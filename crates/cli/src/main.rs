//! storelens - Fake Store API reporting tool.
//!
//! Fetches users, products, and carts from the Fake Store API in parallel,
//! then prints three aggregate views: price totals per category, the
//! highest-value cart and its owner, and the two users farthest apart.
//!
//! # Usage
//!
//! ```bash
//! storelens
//!
//! # Point at another API instance
//! STORELENS_BASE_URL=http://localhost:8080 storelens
//!
//! # Turn up logging
//! RUST_LOG=storelens_cli=debug storelens
//! ```

#![cfg_attr(not(test), forbid(unsafe_code))]

use std::time::Instant;

use storelens_cli::config::StoreApiConfig;
use storelens_cli::fakestore::FakeStoreClient;
use storelens_cli::report::StoreReport;

#[tokio::main]
async fn main() {
    // Initialize tracing: report on stdout, logs on stderr
    let env_filter = tracing_subscriber::EnvFilter::try_from_default_env()
        .unwrap_or_else(|_| "storelens=info,storelens_cli=info".into());

    tracing_subscriber::fmt()
        .with_env_filter(env_filter)
        .with_writer(std::io::stderr)
        .init();

    if let Err(e) = run().await {
        tracing::error!("Report failed: {e}");
        std::process::exit(1);
    }
}

async fn run() -> Result<(), Box<dyn std::error::Error>> {
    let start = Instant::now();

    let config = StoreApiConfig::from_env()?;
    let client = FakeStoreClient::new(&config)?;

    let snapshot = client.fetch_snapshot().await?;
    let report = StoreReport::build(&snapshot);
    print!("{report}");

    tracing::info!(elapsed = ?start.elapsed(), "report complete");
    Ok(())
}
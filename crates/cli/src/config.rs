//! Configuration loaded from environment variables.
//!
//! # Environment Variables
//!
//! All variables are optional:
//!
//! - `STORELENS_BASE_URL` - Base URL of the Fake Store API
//!   (default: `https://fakestoreapi.com`)
//! - `STORELENS_TIMEOUT_SECS` - Per-request timeout in whole seconds
//!   (default: `30`, must be at least 1)
//! - `RUST_LOG` - Log filter, e.g. `storelens=debug`

use std::time::Duration;

use thiserror::Error;

/// Base URL of the public Fake Store API.
const DEFAULT_BASE_URL: &str = "https://fakestoreapi.com";

/// Per-request timeout applied when `STORELENS_TIMEOUT_SECS` is unset.
const DEFAULT_TIMEOUT_SECS: u64 = 30;

/// Configuration errors that can occur during loading.
#[derive(Debug, Error)]
pub enum ConfigError {
    #[error("Invalid environment variable {0}: {1}")]
    InvalidEnvVar(String, String),
}

/// Fake Store API connection settings.
#[derive(Debug, Clone)]
pub struct StoreApiConfig {
    /// Base URL the collection endpoints hang off, without a trailing slash.
    pub base_url: String,
    /// Timeout applied to each request.
    pub timeout: Duration,
}

impl StoreApiConfig {
    /// Load configuration from environment variables.
    ///
    /// Calls `dotenvy::dotenv()` to load from `.env` file if present.
    ///
    /// # Errors
    ///
    /// Returns `ConfigError` if `STORELENS_TIMEOUT_SECS` is set but is not
    /// a positive whole number of seconds.
    pub fn from_env() -> Result<Self, ConfigError> {
        // Load .env file if it exists (ignore errors if it doesn't)
        let _ = dotenvy::dotenv();

        let base_url = get_env_or_default("STORELENS_BASE_URL", DEFAULT_BASE_URL);
        let timeout_var = std::env::var("STORELENS_TIMEOUT_SECS").ok();
        let timeout_secs = parse_timeout_secs(timeout_var.as_deref())?;

        Ok(Self {
            base_url: normalize_base_url(&base_url),
            timeout: Duration::from_secs(timeout_secs),
        })
    }
}

/// Get an environment variable or return a default value.
fn get_env_or_default(key: &str, default: &str) -> String {
    std::env::var(key).unwrap_or_else(|_| default.to_string())
}

/// Strip trailing slashes so endpoint paths can be appended blindly.
fn normalize_base_url(raw: &str) -> String {
    raw.trim_end_matches('/').to_string()
}

/// Parse the request timeout, falling back to the default when unset.
fn parse_timeout_secs(raw: Option<&str>) -> Result<u64, ConfigError> {
    let Some(raw) = raw else {
        return Ok(DEFAULT_TIMEOUT_SECS);
    };

    match raw.trim().parse::<u64>() {
        Ok(secs) if secs > 0 => Ok(secs),
        Ok(_) => Err(ConfigError::InvalidEnvVar(
            "STORELENS_TIMEOUT_SECS".to_string(),
            "timeout must be at least 1 second".to_string(),
        )),
        Err(_) => Err(ConfigError::InvalidEnvVar(
            "STORELENS_TIMEOUT_SECS".to_string(),
            format!("not a whole number of seconds: {raw}"),
        )),
    }
}

// ============================================================================
// Tests
// ============================================================================

#[cfg(test)]
mod tests {
    use super::*;

    #[test]
    fn test_timeout_defaults_when_unset() {
        assert_eq!(
            parse_timeout_secs(None).expect("default timeout"),
            DEFAULT_TIMEOUT_SECS
        );
    }

    #[test]
    fn test_timeout_parses_whole_seconds() {
        assert_eq!(parse_timeout_secs(Some("5")).expect("timeout"), 5);
        assert_eq!(parse_timeout_secs(Some(" 120 ")).expect("timeout"), 120);
    }

    #[test]
    fn test_zero_timeout_is_rejected() {
        assert!(parse_timeout_secs(Some("0")).is_err());
    }

    #[test]
    fn test_non_numeric_timeout_is_rejected() {
        assert!(parse_timeout_secs(Some("soon")).is_err());
        assert!(parse_timeout_secs(Some("1.5")).is_err());
        assert!(parse_timeout_secs(Some("-3")).is_err());
    }

    #[test]
    fn test_base_url_loses_trailing_slashes() {
        assert_eq!(
            normalize_base_url("https://fakestoreapi.com/"),
            "https://fakestoreapi.com"
        );
        assert_eq!(normalize_base_url("http://localhost:8080//"), "http://localhost:8080");
        assert_eq!(
            normalize_base_url("https://fakestoreapi.com"),
            "https://fakestoreapi.com"
        );
    }
}
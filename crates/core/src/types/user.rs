//! User records as served by the `/users` endpoint.

use std::fmt;

use serde::{Deserialize, Serialize};

use super::id::UserId;

/// A registered user of the store.
#[derive(Debug, Clone, PartialEq, Serialize, Deserialize)]
pub struct User {
    /// User ID.
    pub id: UserId,
    /// Split first/last name, as the API serves it.
    pub name: Name,
    /// Login name.
    pub username: String,
    /// Contact email address.
    pub email: String,
    /// Contact phone number.
    pub phone: String,
    /// Postal address, including geolocation.
    pub address: Address,
}

/// A user's name, split into first and last parts.
#[derive(Debug, Clone, PartialEq, Eq, Serialize, Deserialize)]
pub struct Name {
    /// First name.
    #[serde(rename = "firstname")]
    pub first_name: String,
    /// Last name.
    #[serde(rename = "lastname")]
    pub last_name: String,
}

impl fmt::Display for Name {
    fn fmt(&self, f: &mut fmt::Formatter<'_>) -> fmt::Result {
        write!(f, "{} {}", self.first_name, self.last_name)
    }
}

/// Postal address of a user.
#[derive(Debug, Clone, PartialEq, Serialize, Deserialize)]
pub struct Address {
    /// House number.
    pub number: u32,
    /// Street name.
    pub street: String,
    /// City name.
    pub city: String,
    /// Postal code.
    pub zipcode: String,
    /// Latitude/longitude of the address.
    pub geolocation: GeoLocation,
}

/// A latitude/longitude pair in decimal degrees.
///
/// The API serializes both coordinates as JSON strings
/// (`"lat": "-37.3159"`), so the fields go through the [`coord`] codec on
/// the wire instead of plain numbers.
#[derive(Debug, Clone, Copy, PartialEq, Serialize, Deserialize)]
pub struct GeoLocation {
    /// Latitude in decimal degrees, north positive.
    #[serde(with = "coord")]
    pub lat: f64,
    /// Longitude in decimal degrees, east positive.
    #[serde(with = "coord")]
    pub long: f64,
}

/// Serde codec for coordinates the API wraps in JSON strings.
mod coord {
    use serde::{Deserialize, Deserializer, Serializer};

    pub fn serialize<S>(value: &f64, serializer: S) -> Result<S::Ok, S::Error>
    where
        S: Serializer,
    {
        serializer.collect_str(value)
    }

    pub fn deserialize<'de, D>(deserializer: D) -> Result<f64, D::Error>
    where
        D: Deserializer<'de>,
    {
        let raw = String::deserialize(deserializer)?;
        raw.trim().parse().map_err(serde::de::Error::custom)
    }
}

// ============================================================================
// Tests
// ============================================================================
//! Newtype IDs for type-safe entity references.
//!
//! Use the `define_id!` macro to create type-safe ID wrappers that prevent
//! accidentally mixing IDs from different entity types. The Fake Store API
//! hands out plain integers for every entity; wrapping them keeps a cart's
//! owner reference from being confused with a product reference.

/// Macro to define a type-safe ID wrapper.
///
/// Creates a newtype wrapper around `u64` with:
/// - `Serialize`/`Deserialize` with `#[serde(transparent)]`
/// - `Debug`, `Clone`, `Copy`, `PartialEq`, `Eq`, `Hash`
/// - Conversion methods: `new()`, `as_u64()`
/// - `From<u64>` and `Into<u64>` implementations
///
/// # Example
///
/// ```rust
/// # use storelens_core::define_id;
/// define_id!(UserId);
/// define_id!(CartId);
///
/// let user_id = UserId::new(1);
/// let cart_id = CartId::new(1);
///
/// // These are different types, so this won't compile:
/// // let _: UserId = cart_id;
/// ```
#[macro_export]
macro_rules! define_id {
    ($name:ident) => {
        #[derive(
            Debug,
            Clone,
            Copy,
            PartialEq,
            Eq,
            Hash,
            ::serde::Serialize,
            ::serde::Deserialize
        )]
        #[serde(transparent)]
        pub struct $name(u64);

        impl $name {
            /// Create a new ID from a u64 value.
            #[must_use]
            pub const fn new(id: u64) -> Self {
                Self(id)
            }

            /// Get the underlying u64 value.
            #[must_use]
            pub const fn as_u64(&self) -> u64 {
                self.0
            }
        }

        impl ::core::fmt::Display for $name {
            fn fmt(&self, f: &mut ::core::fmt::Formatter<'_>) -> ::core::fmt::Result {
                write!(f, "{}", self.0)
            }
        }

        impl From<u64> for $name {
            fn from(id: u64) -> Self {
                Self(id)
            }
        }

        impl From<$name> for u64 {
            fn from(id: $name) -> Self {
                id.0
            }
        }
    };
}

// Define standard entity IDs
define_id!(UserId);
define_id!(ProductId);
define_id!(CartId);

How to complete this task - If a line comes after the one containing "async fn main()", leave it out; set down every line of the data before it, and that line itself, exactly.

Exercise solution -
filename crates/cli/src/main.rs
//! storelens - Fake Store API reporting tool.
//!
//! Fetches users, products, and carts from the Fake Store API in parallel,
//! then prints three aggregate views: price totals per category, the
//! highest-value cart and its owner, and the two users farthest apart.
//!
//! # Usage
//!
//! ```bash
//! storelens
//!
//! # Point at another API instance
//! STORELENS_BASE_URL=http://localhost:8080 storelens
//!
//! # Turn up logging
//! RUST_LOG=storelens_cli=debug storelens
//! ```

#![cfg_attr(not(test), forbid(unsafe_code))]

use std::time::Instant;

use storelens_cli::config::StoreApiConfig;
use storelens_cli::fakestore::FakeStoreClient;
use storelens_cli::report::StoreReport;

#[tokio::main]
async fn main() {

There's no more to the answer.